The cosine function ranges from -1 to 1, and it mirrors symmetrically around the y-axis. One notable characteristic is its behavior in different quadrants:

• In the first quadrant \((0, \frac{\pi}{2})\), cosine is positive.
• In the second quadrant \((\frac{\pi}{2}, \pi)\), cosine becomes negative.
• It remains negative in the third quadrant \((\pi, \frac{3\pi}{2})\).
• Finally, in the fourth quadrant \((\frac{3\pi}{2}, 2\pi)\), it turns positive again.

Understanding these properties is crucial when solving trigonometric equations as they dictate where the solutions can be found depending on the nature of the cosine function in each quadrant.

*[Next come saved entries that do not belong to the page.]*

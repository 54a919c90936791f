use anyhow::{Context, Result};
use globset::Glob;
use keyword_pulse_core::opportunity::Thresholds;
use keyword_pulse_core::view::{PositionRange, SortField, ViewOptions};
use serde::Deserialize;
use std::path::{Path, PathBuf};

#[derive(Debug, Deserialize, Clone)]
pub struct Config {
    #[serde(default)]
    pub source: SourceConfig,
    #[serde(default)]
    pub view: ViewConfig,
    #[serde(default)]
    pub opportunity: Thresholds,
    #[serde(default)]
    pub compare: CompareConfig,
}

#[derive(Debug, Deserialize, Clone)]
pub struct SourceConfig {
    #[serde(default = "default_root")]
    pub root: PathBuf,
    #[serde(default = "default_include_globs")]
    pub include_globs: Vec<String>,
    #[serde(default)]
    pub exclude_globs: Vec<String>,
    #[serde(default)]
    pub follow_symlinks: bool,
}

impl Default for SourceConfig {
    fn default() -> Self {
        Self {
            root: default_root(),
            include_globs: default_include_globs(),
            exclude_globs: Vec::new(),
            follow_symlinks: false,
        }
    }
}

fn default_root() -> PathBuf {
    PathBuf::from(".")
}

fn default_include_globs() -> Vec<String> {
    vec![
        "**/*.xlsx".to_string(),
        "**/*.csv".to_string(),
        "**/*.xls".to_string(),
    ]
}

#[derive(Debug, Deserialize, Clone)]
pub struct ViewConfig {
    #[serde(default)]
    pub sort: SortField,
    #[serde(default)]
    pub position_range: PositionRange,
    #[serde(default)]
    pub search: Option<String>,
    #[serde(default)]
    pub min_ctr: f64,
    #[serde(default = "default_limit")]
    pub limit: usize,
}

impl Default for ViewConfig {
    fn default() -> Self {
        Self {
            sort: SortField::default(),
            position_range: PositionRange::default(),
            search: None,
            min_ctr: 0.0,
            limit: default_limit(),
        }
    }
}

fn default_limit() -> usize {
    50
}

impl ViewConfig {
    pub fn options(&self) -> ViewOptions {
        ViewOptions {
            sort: self.sort,
            range: self.position_range,
            search: self.search.clone(),
            min_ctr: self.min_ctr,
            limit: Some(self.limit),
        }
    }
}

#[derive(Debug, Deserialize, Clone)]
pub struct CompareConfig {
    #[serde(default = "default_movers")]
    pub movers: usize,
}

impl Default for CompareConfig {
    fn default() -> Self {
        Self {
            movers: default_movers(),
        }
    }
}

fn default_movers() -> usize {
    10
}

impl Config {
    /// Configuration used when no config file exists: scan the current
    /// directory with default views and thresholds.
    pub fn minimal() -> Self {
        Self {
            source: SourceConfig::default(),
            view: ViewConfig::default(),
            opportunity: Thresholds::default(),
            compare: CompareConfig::default(),
        }
    }

    /// Load `path`, or [`Config::minimal`] if the file does not exist.
    pub fn load_or_minimal(path: &Path) -> Result<Self> {
        if path.exists() {
            load_config(path)
        } else {
            tracing::debug!(path = %path.display(), "config file not found, using defaults");
            Ok(Self::minimal())
        }
    }
}

pub fn load_config(path: &Path) -> Result<Config> {
    let content = std::fs::read_to_string(path)
        .with_context(|| format!("Failed to read config file: {}", path.display()))?;

    let config: Config = toml::from_str(&content).with_context(|| "Failed to parse config file")?;
    validate(&config)?;
    Ok(config)
}

pub fn validate(config: &Config) -> Result<()> {
    // Validate source
    if config.source.include_globs.is_empty() {
        anyhow::bail!("source.include_globs must not be empty");
    }
    for pattern in config
        .source
        .include_globs
        .iter()
        .chain(&config.source.exclude_globs)
    {
        Glob::new(pattern).with_context(|| format!("Invalid glob pattern: '{}'", pattern))?;
    }

    // Validate view
    if config.view.limit < 1 {
        anyhow::bail!("view.limit must be >= 1");
    }
    if !(0.0..=1.0).contains(&config.view.min_ctr) {
        anyhow::bail!("view.min_ctr must be in [0.0, 1.0]");
    }

    // Validate thresholds
    let t = &config.opportunity;
    if !(0.0..=1.0).contains(&t.ctr_low_threshold) {
        anyhow::bail!("opportunity.ctr_low_threshold must be in [0.0, 1.0]");
    }
    if !(0.0..=1.0).contains(&t.ctr_high_threshold) {
        anyhow::bail!("opportunity.ctr_high_threshold must be in [0.0, 1.0]");
    }

    // Validate compare
    if config.compare.movers < 1 {
        anyhow::bail!("compare.movers must be >= 1");
    }

    Ok(())
}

Inverse trigonometric functions, like \( \cos^{-1}(x) \), are essential tools for finding angles when you know the cosine value. They "undo" the basic trigonometric functions, allowing you to retrieve angles from certain ratios. In the context of the cosine function, \( \cos^{-1}(x) \) will yield an angle whose cosine is \( x \). This function is particularly vital when solving trigonometric equations.
The range of the inverse cosine, \( \cos^{-1}(x) \), is typically \([0, \pi]\). This is because, for cosine, we mainly consider the angles in the first and second quadrants where it can span all necessary values from 1 to -1. When using \( \cos^{-1} \) to solve problems, it's important to remember that this will provide solutions in terms of principal values. Additional solutions must be calculated when the full breadth of possible angles is required, often by using the properties of cosine in different quadrants as laid out in the previous section.

Solving trigonometric equations involves finding all possible angles that satisfy a given equation. Since trigonometric functions are periodic, they can have infinitely many solutions. Hence, rather than just finding a single solution, we determine a general solution. This incorporates the periodicity of functions like cosine.
The general solution of an equation, such as \( \cos \theta = \frac{-1}{4} \), involves both the initial solution provided by the inverse trigonometric function and accounting for all repeats of cosine’s period \( 2\pi \). For cosine, if \( \theta = \cos^{-1}(\frac{-1}{4}) \) is one solution, another in the second quadrant follows as \( 2\pi - \cos^{-1}(\frac{-1}{4}) \).
The complete set of solutions is expressed using \( k \), an integer, to denote all possible rotations through the period:

• \( \theta = \cos^{-1} \left(-\frac{1}{4} \right) + 2k\pi \)
• \( \theta = 2\pi - \cos^{-1} \left(-\frac{1}{4} \right) + 2k\pi \)

Here, \( k \in \mathbb{Z} \) signifies every integer so that the function frames infinite solutions along the cosine wave’s cycle.